● ACTIVITY: Write each line again exactly as it is, from the opening line of the records below through the one containing "fn from(value: DbError)", and add nothing.

● DATA RECORDS:
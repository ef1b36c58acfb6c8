//! Durable snapshot storage contract and SQLite implementation.
//!
//! # Responsibility
//! - Define the key-value contract the repository persists through: one fixed
//!   namespaced key, one JSON document as the value.
//! - Keep SQL details out of the repository layer.
//!
//! # Invariants
//! - A missing key reads as `None` ("no data yet"), never as an error.
//! - A snapshot write replaces the prior value in a single statement.
//! - Write failures propagate unchanged; there is no retry.

use crate::db::DbError;
use log::debug;
use rusqlite::{params, Connection, OptionalExtension};
use std::error::Error;
use std::fmt::{Display, Formatter};

/// Fixed storage key for the people collection snapshot.
pub const PEOPLE_SNAPSHOT_KEY: &str = "name-recall/people";

pub type StoreResult<T> = Result<T, StoreError>;

/// Storage-layer error for snapshot reads and writes.
#[derive(Debug)]
pub enum StoreError {
    Db(DbError),
}

impl Display for StoreError {
    fn fmt(&self, f: &mut Formatter<'_>) -> std::fmt::Result {
        match self {
            Self::Db(err) => write!(f, "{err}"),
        }
    }
}

impl Error for StoreError {
    fn source(&self) -> Option<&(dyn Error + 'static)> {
        match self {
            Self::Db(err) => Some(err),
        }
    }
}

impl From<DbError> for StoreError {
    fn from(value: DbError) -> Self {
        Self::Db(value)
    }
}

impl From<rusqlite::Error> for StoreError {
    fn from(value: rusqlite::Error) -> Self {
        Self::Db(DbError::Sqlite(value))
    }
}

/// Key-value snapshot storage used by the person repository.
pub trait SnapshotStore {
    /// Reads the persisted snapshot, or `None` when nothing was saved yet.
    fn load_snapshot(&self) -> StoreResult<Option<String>>;
    /// Replaces the persisted snapshot with `payload` atomically.
    fn save_snapshot(&mut self, payload: &str) -> StoreResult<()>;
}

/// SQLite-backed snapshot store over the `snapshots` table.
#[derive(Debug)]
pub struct SqliteSnapshotStore<'conn> {
    conn: &'conn Connection,
    key: &'static str,
}

impl<'conn> SqliteSnapshotStore<'conn> {
    /// Constructs a store over a migrated connection using the fixed key.
    pub fn new(conn: &'conn Connection) -> Self {
        Self {
            conn,
            key: PEOPLE_SNAPSHOT_KEY,
        }
    }
}

impl SnapshotStore for SqliteSnapshotStore<'_> {
    fn load_snapshot(&self) -> StoreResult<Option<String>> {
        let value = self
            .conn
            .query_row(
                "SELECT value FROM snapshots WHERE key = ?1;",
                [self.key],
                |row| row.get::<_, String>(0),
            )
            .optional()?;
        Ok(value)
    }

    fn save_snapshot(&mut self, payload: &str) -> StoreResult<()> {
        self.conn.execute(
            "INSERT INTO snapshots (key, value, updated_at)
             VALUES (?1, ?2, strftime('%s', 'now') * 1000)
             ON CONFLICT(key) DO UPDATE SET
                value = excluded.value,
                updated_at = excluded.updated_at;",
            params![self.key, payload],
        )?;
        debug!(
            "event=snapshot_write module=store status=ok key={} bytes={}",
            self.key,
            payload.len()
        );
        Ok(())
    }
}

● ANSWER FOR THE TASK:
repository ef1b36c58acfb6c8
//! Durable snapshot storage contract and SQLite implementation.
//!
//! # Responsibility
//! - Define the key-value contract the repository persists through: one fixed
//!   namespaced key, one JSON document as the value.
//! - Keep SQL details out of the repository layer.
//!
//! # Invariants
//! - A missing key reads as `None` ("no data yet"), never as an error.
//! - A snapshot write replaces the prior value in a single statement.
//! - Write failures propagate unchanged; there is no retry.

use crate::db::DbError;
use log::debug;
use rusqlite::{params, Connection, OptionalExtension};
use std::error::Error;
use std::fmt::{Display, Formatter};

/// Fixed storage key for the people collection snapshot.
pub const PEOPLE_SNAPSHOT_KEY: &str = "name-recall/people";

pub type StoreResult<T> = Result<T, StoreError>;

/// Storage-layer error for snapshot reads and writes.
#[derive(Debug)]
pub enum StoreError {
    Db(DbError),
}

impl Display for StoreError {
    fn fmt(&self, f: &mut Formatter<'_>) -> std::fmt::Result {
        match self {
            Self::Db(err) => write!(f, "{err}"),
        }
    }
}

impl Error for StoreError {
    fn source(&self) -> Option<&(dyn Error + 'static)> {
        match self {
            Self::Db(err) => Some(err),
        }
    }
}

impl From<DbError> for StoreError {
    fn from(value: DbError) -> Self {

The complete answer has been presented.